AWS Neuron Reference for Nemo Megatron(neuronx-nemo-megatron) Release Notes — AWS Neuron Documentation (original) (raw)
Contents
- neuronx-nemo-megatron [0.8.0]
- neuronx-nemo-megatron [0.7.0]
- neuronx-nemo-megatron [0.6.0]
- neuronx-nemo-megatron [0.5.0]
- neuronx-nemo-megatron [0.4.0]
- neuronx-nemo-megatron [0.3.0]
This document is relevant for: Inf1
, Inf2
, Trn1
, Trn2
AWS Neuron Reference for Nemo Megatron(neuronx-nemo-megatron
) Release Notes#
Table of contents
- neuronx-nemo-megatron [0.8.0]
- neuronx-nemo-megatron [0.7.0]
- neuronx-nemo-megatron [0.6.0]
- neuronx-nemo-megatron [0.5.0]
- neuronx-nemo-megatron [0.4.0]
- neuronx-nemo-megatron [0.3.0]
This document lists the release notes for neuronx-nemo-megatron
library.
neuronx-nemo-megatron [0.8.0]#
Date: 12/20/2024
New in this release#
- Added support for HuggingFace to NeMo checkpoint conversion when virtual pipeline parallel is enabled.

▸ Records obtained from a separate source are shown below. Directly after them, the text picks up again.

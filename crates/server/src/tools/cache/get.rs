//! cache_get tool implementation.
//!
//! Retrieves the cached response for a URL, from a named partition or from
//! the serving generation (static partition first).

use rmcp::{ErrorData as McpError, model::CallToolResult};
use schemars::JsonSchema;
use serde::{Deserialize, Serialize};
use waystation_client::{CacheArbiter, resolve};
use waystation_core::{CacheStore, Error, ProxyRequest};

use crate::error::ToolError;
use crate::tools::{body_text, json_result};

/// Parameters for the cache_get tool.
#[derive(Debug, Clone, Serialize, Deserialize, JsonSchema)]
pub struct CacheGetParams {
    /// Absolute URL, or a path resolved against the configured origin.
    pub url: String,

    /// Partition to read; defaults to the serving static then dynamic partitions.
    #[serde(default)]
    pub partition: Option<String>,
}

/// Output from the cache_get tool.
#[derive(Debug, Clone, Serialize, Deserialize, JsonSchema)]
pub struct CacheGetOutput {
    pub partition: String,
    pub url: String,
    pub status: u16,
    pub headers: Vec<(String, String)>,
    pub body: String,
    pub body_bytes: usize,
}

/// Implementation of the cache_get tool.
pub async fn get_impl(arbiter: &CacheArbiter, params: CacheGetParams) -> Result<CallToolResult, McpError> {
    let url = resolve(arbiter.origin(), &params.url).map_err(|e| ToolError::InvalidInput(format!("url: {e}")))?;
    let request = ProxyRequest::get(url);

    let candidates: Vec<String> = match params.partition {
        Some(name) => vec![name],
        None => arbiter.serving_version().await.live_partitions().to_vec(),
    };

    for partition in candidates {
        if let Some(response) = arbiter.store().match_request(&partition, &request).await? {
            let output = CacheGetOutput {
                partition,
                url: request.url.to_string(),
                status: response.status.as_u16(),
                body: body_text(&response.body),
                body_bytes: response.body.len(),
                headers: response.headers,
            };
            return json_result(&output);
        }
    }

    Err(Error::CacheMiss(request.url.to_string()).into())
}

#[cfg(test)]
mod tests {
    use super::*;
    use crate::tools::test_support::{arbiter, output};
    use http::StatusCode;
    use waystation_core::{CacheStore, MemoryStore, ProxyResponse};

    async fn seeded() -> MemoryStore {
        let store = MemoryStore::new();
        let request = ProxyRequest::get("https://shop.example.com/api/items".parse().unwrap());
        let response = ProxyResponse::new(StatusCode::OK, "[\"milk\"]").with_header("Content-Type", "application/json");
        store.put("dynamic-v1", &request, &response).await.unwrap();
        store
    }

    #[tokio::test]
    async fn test_get_searches_live_partitions() {
        let arbiter = arbiter("https://shop.example.com", &["/"], seeded().await);

        let params = CacheGetParams { url: "/api/items".into(), partition: None };
        let out = output(&get_impl(&arbiter, params).await.unwrap());

        assert_eq!(out["partition"], "dynamic-v1");
        assert_eq!(out["status"], 200);
        assert_eq!(out["body"], "[\"milk\"]");
        assert_eq!(out["headers"][0], serde_json::json!(["Content-Type", "application/json"]));
    }

    #[tokio::test]
    async fn test_get_named_partition_miss() {
        let arbiter = arbiter("https://shop.example.com", &["/"], seeded().await);

        let params = CacheGetParams { url: "/api/items".into(), partition: Some("static-v1".into()) };
        let err = get_impl(&arbiter, params).await.unwrap_err();

        assert_eq!(err.code.0, -32001);
    }

    #[tokio::test]
    async fn test_get_invalid_url() {
        let arbiter = arbiter("https://shop.example.com", &["/"], MemoryStore::new());

        let params = CacheGetParams { url: "".into(), partition: None };
        let err = get_impl(&arbiter, params).await.unwrap_err();

        assert_eq!(err.code.0, -32602);
    }
}
//! Unified error types for waystation.
//!
//! Display strings carry a stable `CODE: detail` prefix so that tool
//! callers and log readers can match on the failure class.

use rmcp::model::{ErrorCode, ErrorData as McpError};
use tokio_rusqlite::rusqlite;

/// Unified error types for the caching proxy.
#[derive(Debug, thiserror::Error)]
pub enum Error {
    /// Invalid URL.
    #[error("INVALID_URL: {0}")]
    InvalidUrl(String),

    /// No cache entry found for the given request.
    #[error("CACHE_MISS: {0}")]
    CacheMiss(String),

    /// Database operation failed.
    #[error("CACHE_ERROR: {0}")]
    Database(tokio_rusqlite::Error),

    /// Migration failed to apply.
    #[error("CACHE_ERROR: migration failed: {0}")]
    MigrationFailed(String),

    /// A stored entry could not be decoded back into a response.
    #[error("CACHE_ERROR: corrupt entry: {0}")]
    CorruptEntry(String),

    /// The store has no room for another entry.
    #[error("CACHE_ERROR: quota exceeded: {0}")]
    QuotaExceeded(String),

    /// Only GET requests may be stored.
    #[error("CACHE_ERROR: cannot cache {0} request")]
    UnsupportedMethod(String),

    /// Network request failed before a response was produced.
    #[error("NETWORK_ERROR: {0}")]
    Network(String),

    /// Fetch timeout.
    #[error("FETCH_TIMEOUT: {0}")]
    FetchTimeout(String),

    /// Fetch response too large.
    #[error("FETCH_TOO_LARGE: {0}")]
    FetchTooLarge(String),

    /// Pre-cache population failed; the previous generation stays live.
    #[error("INSTALL_FAILED: {0}")]
    InstallFailed(String),

    /// Lifecycle step requested from a state that does not allow it.
    #[error("INVALID_STATE: {0}")]
    InvalidState(String),
}

impl From<tokio_rusqlite::Error<Error>> for Error {
    fn from(err: tokio_rusqlite::Error<Error>) -> Self {
        match err {
            tokio_rusqlite::Error::Error(e) => e,
            tokio_rusqlite::Error::ConnectionClosed => Error::Database(tokio_rusqlite::Error::ConnectionClosed),
            tokio_rusqlite::Error::Close(c) => Error::Database(tokio_rusqlite::Error::Close(c)),
            _ => Error::Database(tokio_rusqlite::Error::ConnectionClosed),
        }
    }
}

impl From<tokio_rusqlite::Error<rusqlite::Error>> for Error {
    fn from(err: tokio_rusqlite::Error<rusqlite::Error>) -> Self {
        Error::Database(err)
    }
}

impl From<rusqlite::Error> for Error {
    fn from(err: rusqlite::Error) -> Self {
        Error::Database(tokio_rusqlite::Error::Error(err))
    }
}

impl From<Error> for McpError {
    fn from(err: Error) -> Self {
        let (code, message) = match &err {
            Error::InvalidUrl(msg) => (-32003, msg.clone()),
            Error::CacheMiss(msg) => (-32001, msg.clone()),
            Error::Network(msg) => (-32008, msg.clone()),
            Error::FetchTimeout(msg) => (-32006, msg.clone()),
            Error::FetchTooLarge(msg) => (-32007, msg.clone()),
            Error::InstallFailed(msg) => (-32013, msg.clone()),
            Error::InvalidState(msg) => (-32014, msg.clone()),
            Error::Database(e) => (-32002, e.to_string()),
            Error::MigrationFailed(msg) => (-32002, msg.clone()),
            Error::CorruptEntry(msg) => (-32002, msg.clone()),
            Error::QuotaExceeded(msg) => (-32002, msg.clone()),
            Error::UnsupportedMethod(method) => (-32002, format!("cannot cache {method} request")),
        };

        McpError { code: ErrorCode(code), message: message.into(), data: None }
    }
}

- Added support for Python 3.11
- Added support for PyTorch 2.5
- Added collective compute coalescing for ZeRO-1 optimizer
- Bug fix for flash attention to ensure proper mixed precision data type handling
Known Issues and Limitations#
None at this time.
neuronx-nemo-megatron [0.7.0]#
Date: 09/16/2024
New in this release#
- Fixed issue with linear warmup with cosine annealing
- Fixed indexing issues with MPI job checkpoint conversion.

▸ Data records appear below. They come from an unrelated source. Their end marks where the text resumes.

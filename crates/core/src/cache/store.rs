//! Cache store abstraction.
//!
//! Storage is split into named partitions (`static-v3`, `dynamic-v3`, ...)
//! each holding request → response snapshots. Implementations must keep
//! two guarantees: only GET requests are ever stored, and concurrent writes
//! to the same key resolve last-write-wins.

use async_trait::async_trait;

use crate::Error;
use crate::exchange::{ProxyRequest, ProxyResponse};

/// Named-partition storage of GET responses.
#[async_trait]
pub trait CacheStore: Send + Sync {
    /// Create the partition if it does not already exist.
    async fn open(&self, name: &str) -> Result<(), Error>;

    /// Names of every existing partition, in creation order.
    async fn keys(&self) -> Result<Vec<String>, Error>;

    /// Delete a partition and all of its entries. Returns false if it did not exist.
    async fn delete(&self, name: &str) -> Result<bool, Error>;

    /// Look up the stored response for a request.
    ///
    /// Non-GET requests never match.
    async fn match_request(&self, name: &str, request: &ProxyRequest) -> Result<Option<ProxyResponse>, Error>;

    /// Store a response, replacing any previous entry for the same request.
    ///
    /// Opens the partition implicitly. Fails with [`Error::UnsupportedMethod`]
    /// for non-GET requests.
    async fn put(&self, name: &str, request: &ProxyRequest, response: &ProxyResponse) -> Result<(), Error>;

    /// Store several entries atomically: either all are written or none are.
    async fn put_all(&self, name: &str, entries: &[(ProxyRequest, ProxyResponse)]) -> Result<(), Error>;

    /// Number of entries held by a partition (0 if it does not exist).
    async fn entry_count(&self, name: &str) -> Result<u64, Error>;
}

pub(crate) fn ensure_cacheable(request: &ProxyRequest) -> Result<(), Error> {
    if request.is_get() { Ok(()) } else { Err(Error::UnsupportedMethod(request.method.to_string())) }
}
//! Core types and shared functionality for waystation.
//!
//! This crate provides:
//! - Request/response model for intercepted traffic
//! - Cache store abstraction with SQLite and in-memory backends
//! - Version registry and static manifest classification
//! - Unified error types
//! - Configuration structures

pub mod cache;
pub mod config;
pub mod error;
pub mod exchange;
pub mod manifest;
pub mod version;

pub use cache::{CacheDb, CacheEntry, CacheStore, MemoryStore};
pub use config::{AppConfig, ConfigError};
pub use error::Error;
pub use exchange::{Destination, ProxyRequest, ProxyResponse};
pub use manifest::{MatchMode, StaticManifest};
pub use version::{Partition, VersionRegistry};
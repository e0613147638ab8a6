//! control_message tool implementation.
//!
//! Delivers a page-to-arbiter control message. Recognised types are
//! `SKIP_WAITING` and `CLEAR_CACHE`; anything else is ignored.

use rmcp::{ErrorData as McpError, model::CallToolResult};
use schemars::JsonSchema;
use serde::{Deserialize, Serialize};
use waystation_client::{CacheArbiter, ControlMessage};

use super::json_result;

/// Parameters for the control_message tool.
#[derive(Debug, Clone, Serialize, Deserialize, JsonSchema)]
pub struct ControlParams {
    /// Message type, e.g. "SKIP_WAITING" or "CLEAR_CACHE".
    #[serde(rename = "type")]
    pub kind: String,
}

/// Implementation of the control_message tool.
pub async fn control_impl(arbiter: &CacheArbiter, params: ControlParams) -> Result<CallToolResult, McpError> {
    let outcome = arbiter
        .on_control_message(ControlMessage::from_type(&params.kind))
        .await?;
    json_result(&outcome)
}
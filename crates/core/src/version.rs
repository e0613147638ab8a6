//! Version registry: the single tag that decides which cache generation is live.

use std::fmt;

/// The two partitions that make up a generation.
#[derive(Debug, Clone, Copy, PartialEq, Eq, serde::Serialize, serde::Deserialize, schemars::JsonSchema)]
#[serde(rename_all = "lowercase")]
pub enum Partition {
    /// Pre-cached manifest assets.
    Static,
    /// Responses captured at runtime.
    Dynamic,
}

impl Partition {
    pub fn prefix(self) -> &'static str {
        match self {
            Partition::Static => "static",
            Partition::Dynamic => "dynamic",
        }
    }
}

impl fmt::Display for Partition {
    fn fmt(&self, f: &mut fmt::Formatter<'_>) -> fmt::Result {
        f.write_str(self.prefix())
    }
}

/// Holds the current version tag and derives partition names from it.
#[derive(Debug, Clone, PartialEq, Eq)]
pub struct VersionRegistry {
    tag: String,
}

impl VersionRegistry {
    pub fn new(tag: impl Into<String>) -> Self {
        Self { tag: tag.into() }
    }

    pub fn tag(&self) -> &str {
        &self.tag
    }

    /// Storage name of a partition in the current generation, e.g. `static-v3`.
    pub fn partition_name(&self, partition: Partition) -> String {
        format!("{}-{}", partition.prefix(), self.tag)
    }

    /// Both live partition names, static first.
    pub fn live_partitions(&self) -> [String; 2] {
        [self.partition_name(Partition::Static), self.partition_name(Partition::Dynamic)]
    }

    /// Whether a stored partition belongs to the current generation.
    pub fn is_live(&self, name: &str) -> bool {
        self.live_partitions().iter().any(|live| live == name)
    }

    /// Recover the generation a stored partition name belongs to.
    ///
    /// Returns `None` for names that are not `static-<tag>` or `dynamic-<tag>`.
    pub fn from_partition_name(name: &str) -> Option<Self> {
        [Partition::Static, Partition::Dynamic].into_iter().find_map(|partition| {
            name.strip_prefix(partition.prefix())
                .and_then(|rest| rest.strip_prefix('-'))
                .filter(|tag| !tag.is_empty())
                .map(Self::new)
        })
    }
}

#[cfg(test)]
mod tests {
    use super::*;

    #[test]
    fn test_partition_names() {
        let registry = VersionRegistry::new("v3");
        assert_eq!(registry.partition_name(Partition::Static), "static-v3");
        assert_eq!(registry.partition_name(Partition::Dynamic), "dynamic-v3");
    }

    #[test]
    fn test_is_live() {
        let registry = VersionRegistry::new("v3");
        assert!(registry.is_live("static-v3"));
        assert!(registry.is_live("dynamic-v3"));
        assert!(!registry.is_live("static-v2"));
        assert!(!registry.is_live("static-v30"));
        assert!(!registry.is_live("other-cache"));
    }

    #[test]
    fn test_from_partition_name() {
        assert_eq!(VersionRegistry::from_partition_name("static-v2"), Some(VersionRegistry::new("v2")));
        assert_eq!(VersionRegistry::from_partition_name("dynamic-2024-05"), Some(VersionRegistry::new("2024-05")));
        assert_eq!(VersionRegistry::from_partition_name("static-"), None);
        assert_eq!(VersionRegistry::from_partition_name("staticv2"), None);
        assert_eq!(VersionRegistry::from_partition_name("thumbnails"), None);
    }
}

- Fixed pipeline parallel bug for NeMo to HF checkpoint conversion.
Known Issues and Limitations#
None at this time.
neuronx-nemo-megatron [0.6.0]#
Date: 07/03/2024
New in this release#
- Added support for fp32 gradient accumulation.
- Added support for flash attention kernel.

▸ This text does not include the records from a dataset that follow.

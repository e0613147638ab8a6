//! Database connection management with pragma configuration.
//!
//! This module handles opening the SQLite database, applying required pragmas
//! for performance and concurrency (WAL mode), and running migrations.

use super::migrations;
use crate::Error;
use std::path::Path;
use tokio_rusqlite::Connection;

const PRAGMAS: &str = "PRAGMA journal_mode=WAL;
     PRAGMA synchronous=NORMAL;
     PRAGMA temp_store=MEMORY;
     PRAGMA foreign_keys=ON;";

/// Persistent cache storage handle.
///
/// Wraps a tokio-rusqlite Connection that runs database operations
/// on a background thread. Cloning shares the same connection.
#[derive(Clone, Debug)]
pub struct CacheDb {
    pub(crate) conn: Connection,
}

impl CacheDb {
    /// Open a database at the specified path.
    ///
    /// Creates the file if it doesn't exist, applies performance pragmas,
    /// and runs any pending migrations.
    pub async fn open(path: impl AsRef<Path>) -> Result<Self, Error> {
        let conn = Connection::open(path).await.map_err(|e| Error::Database(e.into()))?;
        Self::prepare(conn).await
    }

    /// Open an in-memory database for testing.
    pub async fn open_in_memory() -> Result<Self, Error> {
        let conn = Connection::open_in_memory()
            .await
            .map_err(|e| Error::Database(e.into()))?;
        Self::prepare(conn).await
    }

    async fn prepare(conn: Connection) -> Result<Self, Error> {
        conn.call(|conn| {
            conn.execute_batch(PRAGMAS)?;
            Ok(())
        })
        .await
        .map_err(Error::Database)?;

        migrations::run(&conn).await?;

        Ok(Self { conn })
    }
}
//! Client side of waystation.
//!
//! This crate provides the network fetch pipeline and the cache arbiter
//! that decides, per request, whether to answer from the network, the
//! cache, or a synthetic fallback.

pub mod arbiter;
pub mod fetch;

pub use arbiter::{
    ActivationReport, ArbiterEvent, ArbiterObserver, ArbiterSettings, CacheArbiter, ControlMessage, ControlOutcome,
    InstallReport, Interception, LifecycleState, OFFLINE_BODY, RESOURCE_ERROR_BODY, ResponseSource, Served, Strategy,
    TracingObserver,
};

pub use fetch::{FetchClient, FetchConfig, Network, UrlError, resolve};
/// Which strategy handled a request.
#[derive(Debug, Clone, Copy, PartialEq, Eq, Serialize, schemars::JsonSchema)]
#[serde(rename_all = "snake_case")]
pub enum Strategy {
    CacheFirst,
    NetworkFirst,
}

impl fmt::Display for Strategy {
    fn fmt(&self, f: &mut fmt::Formatter<'_>) -> fmt::Result {
        f.write_str(match self {
            Strategy::CacheFirst => "cache_first",
            Strategy::NetworkFirst => "network_first",
        })
    }
}

/// Where the returned response came from.
#[derive(Debug, Clone, Copy, PartialEq, Eq, Serialize, schemars::JsonSchema)]
#[serde(rename_all = "snake_case")]
pub enum ResponseSource {
    Network,
    Cache,
    DefaultDocument,
    Synthetic,
}

impl fmt::Display for ResponseSource {
    fn fmt(&self, f: &mut fmt::Formatter<'_>) -> fmt::Result {
        f.write_str(match self {
            ResponseSource::Network => "network",
            ResponseSource::Cache => "cache",
            ResponseSource::DefaultDocument => "default_document",
            ResponseSource::Synthetic => "synthetic",
        })
    }
}

/// A response together with how it was obtained.
#[derive(Debug, Clone, PartialEq, Eq)]
pub struct Served {
    pub strategy: Strategy,
    pub source: ResponseSource,
    pub response: ProxyResponse,
}

impl Served {
    fn new(strategy: Strategy, source: ResponseSource, response: ProxyResponse) -> Self {
        Self { strategy, source, response }
    }
}

impl CacheArbiter {
    /// Static assets: network, then static partition, then the network's
    /// non-ok response, then the default document or a 503.
    pub(crate) async fn cache_first(&self, request: &ProxyRequest) -> Served {
        let partition = self.serving_partition(Partition::Static).await;

        let unusable = match self.network.fetch(request).await {
            Ok(response) if response.is_ok() => {
                self.store_quietly(&partition, request, &response).await;
                return Served::new(Strategy::CacheFirst, ResponseSource::Network, response);
            }
            Ok(response) => {
                tracing::debug!(url = %request.url, status = response.status.as_u16(), "static asset not ok");
                Some(response)
            }
            Err(e) => {
                tracing::debug!(url = %request.url, error = %e, "static asset fetch failed");
                None
            }
        };

        if let Some(cached) = self.lookup(&partition, request).await {
            return Served::new(Strategy::CacheFirst, ResponseSource::Cache, cached);
        }

        if let Some(response) = unusable {
            return Served::new(Strategy::CacheFirst, ResponseSource::Network, response);
        }

        self.offline_fallback(request, Strategy::CacheFirst, RESOURCE_ERROR_BODY).await
    }

    /// Dynamic requests. Non-GET requests go straight to the network and
    /// their failures propagate; GET requests fall back to the dynamic
    /// partition, then the default document or a 503.
    pub(crate) async fn network_first(&self, request: &ProxyRequest) -> Result<Served, Error> {
        if !request.is_get() {
            let response = self.network.fetch(request).await?;
            return Ok(Served::new(Strategy::NetworkFirst, ResponseSource::Network, response));
        }

        let partition = self.serving_partition(Partition::Dynamic).await;

        match self.network.fetch(request).await {
            Ok(response) => {
                if response.is_ok() {
                    self.store_quietly(&partition, request, &response).await;
                }
                return Ok(Served::new(Strategy::NetworkFirst, ResponseSource::Network, response));
            }
            Err(e) => {
                tracing::debug!(url = %request.url, error = %e, "network unavailable, trying cache");
            }
        }

        if let Some(cached) = self.lookup(&partition, request).await {
            return Ok(Served::new(Strategy::NetworkFirst, ResponseSource::Cache, cached));
        }

        Ok(self.offline_fallback(request, Strategy::NetworkFirst, OFFLINE_BODY).await)
    }

    async fn offline_fallback(&self, request: &ProxyRequest, strategy: Strategy, body: &'static str) -> Served {
        if request.destination.is_document()
            && let Some(document) = self.default_document().await
        {
            return Served::new(strategy, ResponseSource::DefaultDocument, document);
        }
        Served::new(strategy, ResponseSource::Synthetic, ProxyResponse::service_unavailable(body))
    }

    /// The cached default document from the serving generation, static partition first.
    async fn default_document(&self) -> Option<ProxyResponse> {
        let request = ProxyRequest::get(self.default_document_url.clone());
        let partitions = self.serving.read().await.live_partitions();
        for partition in partitions {
            if let Some(document) = self.lookup(&partition, &request).await {
                return Some(document);
            }
        }
        None
    }

    /// Cache read where a storage failure counts as a miss.
    async fn lookup(&self, partition: &str, request: &ProxyRequest) -> Option<ProxyResponse> {
        match self.store.match_request(partition, request).await {
            Ok(hit) => {
                tracing::debug!(%partition, url = %request.url, hit = hit.is_some(), "cache lookup");
                hit
            }
            Err(e) => {
                self.observer.observe(&ArbiterEvent::CacheReadFailed {
                    partition: partition.to_string(),
                    url: request.url.to_string(),
                    error: e.to_string(),
                });
                None
            }
        }
    }

    /// Cache write whose failure never reaches the caller.
    ///
    /// The write is awaited before the response is handed back, so the entry
    /// is visible to the very next lookup. That costs one store write of
    /// latency on every cacheable network hit.
    async fn store_quietly(&self, partition: &str, request: &ProxyRequest, response: &ProxyResponse) {
        if let Err(e) = self.store.put(partition, request, response).await {
            self.observer.observe(&ArbiterEvent::CacheWriteFailed {
                partition: partition.to_string(),
                url: request.url.to_string(),
                error: e.to_string(),
            });
        }
    }
}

- Added option for zero1 with master weights.
- Checkpoint conversion script improvements.
- S3 checkpointing improvements.
- Zero1 checkpointing improvements
- Various bug fixes and improvements.
Known Issues and Limitations#
None at this time.
neuronx-nemo-megatron [0.5.0]#
Date: 04/01/2024
New in this release#
- Added support for LoRA fine tuning.
- Added support for Mistral 7B and sliding window attention
- Added support for Zero1 Automatic Mixed Precision.
- Improved throughput at scale of hundreds of nodes.
- Improved support for FP32 optimizer states.
- Merges up and gate projection in Llama for improved throughput.
- Various bug fixes and improvements.
- Fixes for checkpoint restoration accuracy issues.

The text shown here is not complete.